***** EXERCISE DATA *****

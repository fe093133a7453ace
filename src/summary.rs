//! Reduce the events matched to a corridor into one status line.

use chrono::{DateTime, Utc};
use once_cell::sync::Lazy;
use regex::Regex;
use serde::{Deserialize, Serialize};
use std::collections::BTreeSet;

use crate::corridors::CorridorDefinition;
use crate::ingest::types::{ChainLevel, EventKind, NormalizedEvent, SourceId};

pub const MAX_DETAILS: usize = 4;
pub const MAX_DETAIL_CHARS: usize = 140;

#[derive(Debug, Clone, Copy, PartialEq, Eq, Hash, Serialize, Deserialize)]
#[serde(rename_all = "lowercase")]
pub enum Severity {
    Ok,
    Caution,
    Chains,
    Closed,
    Unknown,
}

impl Severity {
    pub fn rank(self) -> u8 {
        match self {
            Severity::Closed => 4,
            Severity::Chains => 3,
            Severity::Caution => 2,
            Severity::Ok => 1,
            Severity::Unknown => 0,
        }
    }
}

#[derive(Debug, Clone, PartialEq, Serialize, Deserialize)]
#[serde(rename_all = "camelCase")]
pub struct CorridorStatus {
    pub severity: Severity,
    pub headline: String,
    pub details: Vec<String>,
    pub sources: Vec<SourceId>,
    pub last_updated_at: DateTime<Utc>,
}

#[derive(Debug, Clone, PartialEq, Serialize, Deserialize)]
pub struct CorridorSummary {
    pub id: String,
    pub label: String,
    pub status: CorridorStatus,
}

static RE_CLOSED: Lazy<Regex> =
    Lazy::new(|| Regex::new(r"(?i)\b(closed|closure|hold|escort)").unwrap());
static RE_CHAINS_TEXT: Lazy<Regex> = Lazy::new(|| {
    Regex::new(r"(?i)chains\s+required|chain\s+control\s*level\s*R\s*-?\s*[23]\b").unwrap()
});
static RE_CAUTION: Lazy<Regex> = Lazy::new(|| {
    Regex::new(r"(?i)\b(caution|snow|icy|slippery|reduced visibility|winter driving|traction)")
        .unwrap()
});

/// Severity of a single event; the first matching rule wins.
pub fn event_severity(event: &NormalizedEvent) -> Severity {
    let text = format!("{} {}", event.title, event.status_text);
    let level = event.chain_level;
    let closure = event.closure.as_ref();

    // Lane-closure text always says "closure"; those use the lane counts instead.
    if event.kind != EventKind::LaneClosure && RE_CLOSED.is_match(&text) {
        return Severity::Closed;
    }
    if closure.is_some_and(|c| c.is_full_closure()) {
        return Severity::Closed;
    }

    if matches!(level, Some(ChainLevel::R2 | ChainLevel::R3 | ChainLevel::RC)) {
        return Severity::Chains;
    }

    if level == Some(ChainLevel::R1) || RE_CAUTION.is_match(&text) {
        return Severity::Caution;
    }
    if closure.is_some_and(|c| c.lanes_closed.unwrap_or(0) >= 1) {
        return Severity::Caution;
    }

    // Unlevelled text only reaches chains once no caution word matched.
    if matches!(level, None | Some(ChainLevel::Unknown)) && RE_CHAINS_TEXT.is_match(&text) {
        return Severity::Chains;
    }

    if level == Some(ChainLevel::R0) {
        return Severity::Ok;
    }
    Severity::Unknown
}

fn route_label(event: &NormalizedEvent) -> &str {
    event.highway.as_deref().unwrap_or("Roadway")
}

fn headline(event: &NormalizedEvent, severity: Severity) -> String {
    let route = route_label(event);
    let dir = event
        .direction
        .map(|d| format!(" ({d})"))
        .unwrap_or_default();
    match severity {
        Severity::Closed => format!("Closed on {route}{dir}"),
        Severity::Chains => match event.chain_level {
            Some(l @ (ChainLevel::R2 | ChainLevel::R3 | ChainLevel::RC)) => {
                format!("{l} chains on {route}{dir}")
            }
            _ => format!("Chains required on {route}{dir}"),
        },
        Severity::Caution => {
            if event.chain_level == Some(ChainLevel::R1) {
                format!("R-1 chains on {route}{dir}")
            } else if event.kind == EventKind::LaneClosure {
                format!("Lane closure on {route}{dir}")
            } else {
                format!("Caution on {route}{dir}")
            }
        }
        Severity::Ok => "No chain restrictions reported".to_string(),
        Severity::Unknown => format!("Conditions reported on {route}{dir}"),
    }
}

fn detail(event: &NormalizedEvent) -> String {
    let dir = event
        .direction
        .map(|d| format!(" {d}"))
        .unwrap_or_default();
    let text = if event.status_text.is_empty() {
        &event.title
    } else {
        &event.status_text
    };
    truncate(&format!("{}{dir}: {text}", route_label(event)), MAX_DETAIL_CHARS)
}

/// Cut to `max` chars, ending in "..." when shortened.
pub fn truncate(s: &str, max: usize) -> String {
    let s = s.trim();
    if s.chars().count() <= max {
        return s.to_string();
    }
    let head: String = s.chars().take(max.saturating_sub(3)).collect();
    format!("{}...", head.trim_end())
}

/// Status for one corridor.
///
/// `generated_at` is the snapshot time reported when nothing matched;
/// `as_of` decides which lane closures are currently in effect.
pub fn build_status<'a, I>(events: I, generated_at: DateTime<Utc>, as_of: DateTime<Utc>) -> CorridorStatus
where
    I: IntoIterator<Item = &'a NormalizedEvent>,
{
    let mut ranked: Vec<(Severity, &NormalizedEvent)> = events
        .into_iter()
        .filter(|e| e.is_active_at(as_of))
        .map(|e| (event_severity(e), e))
        .collect();

    if ranked.is_empty() {
        return CorridorStatus {
            severity: Severity::Unknown,
            headline: "No recent data".to_string(),
            details: Vec::new(),
            sources: Vec::new(),
            last_updated_at: generated_at,
        };
    }

    ranked.sort_by(|(sa, a), (sb, b)| {
        sb.rank()
            .cmp(&sa.rank())
            .then_with(|| b.last_updated_at.cmp(&a.last_updated_at))
    });

    let (severity, top) = ranked[0];
    let sources: BTreeSet<SourceId> = ranked.iter().map(|(_, e)| e.source).collect();
    let last_updated_at = ranked
        .iter()
        .map(|(_, e)| e.last_updated_at)
        .max()
        .unwrap_or(generated_at);

    CorridorStatus {
        severity,
        headline: headline(top, severity),
        details: ranked
            .iter()
            .take(MAX_DETAILS)
            .map(|(_, e)| detail(e))
            .collect(),
        sources: sources.into_iter().collect(),
        last_updated_at,
    }
}

/// Status for every corridor, in definition order.
pub fn summarize_corridors<'a>(
    corridors: &[CorridorDefinition],
    events: impl Iterator<Item = &'a NormalizedEvent> + Clone,
    generated_at: DateTime<Utc>,
    as_of: DateTime<Utc>,
) -> Vec<CorridorSummary> {
    corridors
        .iter()
        .map(|c| CorridorSummary {
            id: c.id.clone(),
            label: c.label.clone(),
            status: build_status(
                events.clone().filter(|e| c.matches(e)),
                generated_at,
                as_of,
            ),
        })
        .collect()
}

*****

### TASK DETAILS
Every line above that holds "format" should be tallied; answer with the total alone.

### WRITTEN ANSWER
12